Down-regulation of IL-10 enhances the efficacy of locoregional immunotherapy using OK-432 against malignant effusion.

To determine the significance of interleukin (IL)-10 in antitumor immune response, the effect of the down-regulation of tumor-derived IL-10 on locoregional immunotherapy was investigated. C3H/HeN mice were intraperitoneally (i.p.) inoculated with IL-10-producing murine breast cancer cell line, FM3A, and treated with locoregional administration of OK-432 with or without anti-IL-10 monoclonal antibody (mAb). Anti-IL-10 mAb did not affect the in vitro growth of FM3A cells. Administration of OK-432 plus anti-IL-10 mAb remarkably delayed the retention of malignant ascites and prolonged the survival of mice compared with the administration of OK-432 alone.
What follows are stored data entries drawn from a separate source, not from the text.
// Copyright (c) Facebook, Inc. and its affiliates.
//
// This source code is licensed under the MIT license found in the
// LICENSE file in the root directory of this source tree.

use core::{
    cmp::Ordering,
    fmt,
    hash::{Hash, Hasher},
    marker::PhantomData,
};

use math::FieldElement;
use utils::{ByteReader, ByteWriter, Deserializable, DeserializationError, Serializable};

use crate::{
    column::read_column_index, AddressingMode, ColumnType, Expression, IntoExpression, Term,
};

#[cfg(test)]
mod tests;

// VARIABLE
// ================================================================================================

/// A reference to a single cell of a PLONK execution trace.
///
/// A variable is identified by four values:
/// * `index` - index of the column among the columns of the same type.
/// * `rotation` - row offset of the cell. Depending on the addressing mode, this is either a
///   displacement from the row currently being constrained (e.g., `-1` for the previous row), or
///   an absolute row number.
/// * `mode` - the [AddressingMode] of the rotation.
/// * `column_type` - the [ColumnType] of the referenced column.
///
/// The type parameter `E` only tags the field the variable is meant to be used with; it does not
/// take part in equality, ordering or hashing, and [Variable::convert()] re-tags a variable for a
/// different field without changing its identity.
///
/// Variables are ordered by index first, then by rotation, then by column type, and finally by
/// addressing mode.
pub struct Variable<E> {
    index: usize,
    rotation: i32,
    mode: AddressingMode,
    column_type: ColumnType,
    _field: PhantomData<E>,
}

impl<E> Variable<E> {
    // CONSTRUCTORS
    // --------------------------------------------------------------------------------------------

    /// Returns a variable referencing witness column `index` at the specified `rotation` relative
    /// to the current row.
    pub const fn new(index: usize, rotation: i32) -> Self {
        Self::from_parts(index, rotation, AddressingMode::Relative, ColumnType::Witness)
    }

    /// Returns a variable referencing column `index` of the specified type at the specified
    /// `rotation` relative to the current row.
    pub const fn with_column_type(index: usize, rotation: i32, column_type: ColumnType) -> Self {
        Self::from_parts(index, rotation, AddressingMode::Relative, column_type)
    }

    /// Returns a variable instantiated from the provided parts.
    pub const fn from_parts(
        index: usize,
        rotation: i32,
        mode: AddressingMode,
        column_type: ColumnType,
    ) -> Self {
        Self {
            index,
            rotation,
            mode,
            column_type,
            _field: PhantomData,
        }
    }

    // PUBLIC ACCESSORS
    // --------------------------------------------------------------------------------------------

    /// Returns the index of the referenced column among the columns of the same type.
    pub const fn index(&self) -> usize {
        self.index
    }

    /// Returns the row offset of the referenced cell.
    pub const fn rotation(&self) -> i32 {
        self.rotation
    }

    /// Returns the addressing mode of the row offset.
    pub const fn mode(&self) -> AddressingMode {
        self.mode
    }

    /// Returns true if the row offset is relative to the current row.
    pub const fn is_relative(&self) -> bool {
        self.mode.is_relative()
    }

    /// Returns the type of the referenced column.
    pub const fn column_type(&self) -> ColumnType {
        self.column_type
    }

    // TRANSFORMATIONS
    // --------------------------------------------------------------------------------------------

    /// Returns a variable referencing the same column at the specified `rotation`.
    ///
    /// Addressing mode of the returned variable is the same as the addressing mode of this one.
    pub const fn with_rotation(&self, rotation: i32) -> Self {
        Self::from_parts(self.index, rotation, self.mode, self.column_type)
    }

    /// Returns this variable tagged with field `F`.
    pub const fn convert<F>(&self) -> Variable<F> {
        Variable::from_parts(self.index, self.rotation, self.mode, self.column_type)
    }

    /// Returns the column referenced by this variable, dropping row offset and addressing mode.
    pub const fn without_rotation(&self) -> VariableWithoutRotation<E> {
        VariableWithoutRotation::new(self.index, self.column_type)
    }
}

impl<E: FieldElement> Variable<E> {
    // ALGEBRA
    // --------------------------------------------------------------------------------------------

    /// Returns a term `1 * self`.
    pub fn to_term(&self) -> Term<E> {
        Term::from(*self)
    }

    /// Returns an expression `self^power`.
    ///
    /// Raising a variable to power 0 yields the constant ONE.
    pub fn pow(&self, power: u32) -> Expression<E> {
        self.to_term().pow(power)
    }
}

impl<E: FieldElement> IntoExpression<E> for Variable<E> {
    fn into_expression(self) -> Expression<E> {
        Expression::Term(Term::from(self))
    }
}

// TRAIT IMPLEMENTATIONS
// ================================================================================================
// These are implemented by hand because derived implementations would place bounds on `E`.

impl<E> Clone for Variable<E> {
    fn clone(&self) -> Self {
        *self
    }
}

impl<E> Copy for Variable<E> {}

impl<E> Default for Variable<E> {
    /// Returns an uninitialized variable: column 0 at absolute row 0 with
    /// [ColumnType::Uninitialized] type.
    fn default() -> Self {
        Self::from_parts(0, 0, AddressingMode::Absolute, ColumnType::Uninitialized)
    }
}

impl<E> PartialEq for Variable<E> {
    fn eq(&self, other: &Self) -> bool {
        self.index == other.index
            && self.rotation == other.rotation
            && self.column_type == other.column_type
            && self.mode == other.mode
    }
}

impl<E> Eq for Variable<E> {}

impl<E> Ord for Variable<E> {
    fn cmp(&self, other: &Self) -> Ordering {
        self.index
            .cmp(&other.index)
            .then(self.rotation.cmp(&other.rotation))
            .then(self.column_type.cmp(&other.column_type))
            .then(self.mode.cmp(&other.mode))
    }
}

impl<E> PartialOrd for Variable<E> {
    fn partial_cmp(&self, other: &Self) -> Option<Ordering> {
        Some(self.cmp(other))
    }
}

impl<E> Hash for Variable<E> {
    fn hash<H: Hasher>(&self, state: &mut H) {
        self.rotation.hash(state);
        self.column_type.hash(state);
        self.index.hash(state);
        self.mode.hash(state);
    }
}

impl<E> fmt::Debug for Variable<E> {
    fn fmt(&self, f: &mut fmt::Formatter<'_>) -> fmt::Result {
        f.debug_struct("Variable")
            .field("index", &self.index)
            .field("rotation", &self.rotation)
            .field("mode", &self.mode)
            .field("column_type", &self.column_type)
            .finish()
    }
}

/// Renders the variable as `<tag>_<index>[_abs][_rot(<rotation>)]`, e.g. `w_3_rot(-1)` for
/// witness column 3 at the previous row, or `pub_2_abs` for public input column 2 at row 0.
impl<E> fmt::Display for Variable<E> {
    fn fmt(&self, f: &mut fmt::Formatter<'_>) -> fmt::Result {
        write!(f, "{}_{}", self.column_type.tag(), self.index)?;
        if !self.is_relative() {
            f.write_str("_abs")?;
        }
        if self.rotation != 0 {
            write!(f, "_rot({})", self.rotation)?;
        }
        Ok(())
    }
}

impl<E> Serializable for Variable<E> {
    fn write_into<W: ByteWriter>(&self, target: &mut W) {
        target.write_u64(self.index as u64);
        target.write_u32(self.rotation as u32);
        target.write(self.mode);
        target.write(self.column_type);
    }
}

impl<E> Deserializable for Variable<E> {
    fn read_from<R: ByteReader>(source: &mut R) -> Result<Self, DeserializationError> {
        let index = read_column_index(source.read_u64()?)?;
        let rotation = source.read_u32()? as i32;
        let mode = source.read()?;
        let column_type = source.read()?;
        Ok(Self::from_parts(index, rotation, mode, column_type))
    }
}

// VARIABLE WITHOUT ROTATION
// ================================================================================================

/// A reference to an entire column of a PLONK execution trace.
///
/// This is a [Variable] with row offset and addressing mode dropped; it is used where only the
/// column matters (e.g., when collecting the set of columns a gate touches). Ordering is by
/// index first, and then by column type.
pub struct VariableWithoutRotation<E> {
    index: usize,
    column_type: ColumnType,
    _field: PhantomData<E>,
}

impl<E> VariableWithoutRotation<E> {
    /// Returns a reference to column `index` of the specified type.
    pub const fn new(index: usize, column_type: ColumnType) -> Self {
        Self { index, column_type, _field: PhantomData }
    }

    /// Returns the index of the referenced column among the columns of the same type.
    pub const fn index(&self) -> usize {
        self.index
    }

    /// Returns the type of the referenced column.
    pub const fn column_type(&self) -> ColumnType {
        self.column_type
    }

    /// Returns a variable referencing this column at the specified row offset.
    pub const fn at_rotation(&self, rotation: i32, mode: AddressingMode) -> Variable<E> {
        Variable::from_parts(self.index, rotation, mode, self.column_type)
    }

    /// Returns this column reference tagged with field `F`.
    pub const fn convert<F>(&self) -> VariableWithoutRotation<F> {
        VariableWithoutRotation::new(self.index, self.column_type)
    }
}

impl<E> From<Variable<E>> for VariableWithoutRotation<E> {
    fn from(variable: Variable<E>) -> Self {
        variable.without_rotation()
    }
}

impl<E> Clone for VariableWithoutRotation<E> {
    fn clone(&self) -> Self {
        *self
    }
}

impl<E> Copy for VariableWithoutRotation<E> {}

impl<E> Default for VariableWithoutRotation<E> {
    fn default() -> Self {
        Self::new(0, ColumnType::Uninitialized)
    }
}

impl<E> PartialEq for VariableWithoutRotation<E> {
    fn eq(&self, other: &Self) -> bool {
        self.index == other.index && self.column_type == other.column_type
    }
}

impl<E> Eq for VariableWithoutRotation<E> {}

impl<E> Ord for VariableWithoutRotation<E> {
    fn cmp(&self, other: &Self) -> Ordering {
        self.index.cmp(&other.index).then(self.column_type.cmp(&other.column_type))
    }
}

impl<E> PartialOrd for VariableWithoutRotation<E> {
    fn partial_cmp(&self, other: &Self) -> Option<Ordering> {
        Some(self.cmp(other))
    }
}

impl<E> Hash for VariableWithoutRotation<E> {
    fn hash<H: Hasher>(&self, state: &mut H) {
        self.index.hash(state);
        self.column_type.hash(state);
    }
}

impl<E> fmt::Debug for VariableWithoutRotation<E> {
    fn fmt(&self, f: &mut fmt::Formatter<'_>) -> fmt::Result {
        f.debug_struct("VariableWithoutRotation")
            .field("index", &self.index)
            .field("column_type", &self.column_type)
            .finish()
    }
}

impl<E> fmt::Display for VariableWithoutRotation<E> {
    fn fmt(&self, f: &mut fmt::Formatter<'_>) -> fmt::Result {
        write!(f, "{}_{}", self.column_type.tag(), self.index)
    }
}

impl<E> Serializable for VariableWithoutRotation<E> {
    fn write_into<W: ByteWriter>(&self, target: &mut W) {
        target.write_u64(self.index as u64);
        target.write(self.column_type);
    }
}

impl<E> Deserializable for VariableWithoutRotation<E> {
    fn read_from<R: ByteReader>(source: &mut R) -> Result<Self, DeserializationError> {
        let index = read_column_index(source.read_u64()?)?;
        let column_type = source.read()?;
        Ok(Self::new(index, column_type))
    }
}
Spleen cells which were collected from mice treated with OK-432 plus anti-IL-10 mAb and further stimulated in vitro with inactivated FM3A cells exhibited significantly higher cytotoxicity against FM3A cells than those from mice treated with OK-432 alone or from the control mice. The expression of major histocompatibility complex (MHC) class II molecules on spleen cells was up-regulated in vitro by the addition of OK-432 and anti-IL-10 mAb. Using semi-quantitative reverse transcription-polymerase chain reaction (RT-PCR), cytokine mRNA levels of peritoneal exudate cells (PEC) and spleen cells were assessed on day 7 (before treatment) and day 14 (after treatment). In PEC, increased expression of IL-2 was observed with the administration of OK-432 plus anti-IL-10 mAb. In spleen cells, the expression of IL-2, IL-12 and IFN-gamma were strongly induced, and IL-4 expression was reduced by the administration of OK-432 plus anti-IL-10 mAb. It is suggested that down-regulation of tumor-derived IL-10 induces the up-regulation of the T helper type (Th) 1 population, resulting in an enhancement of the efficacy of locoregional immunotherapy with OK-432.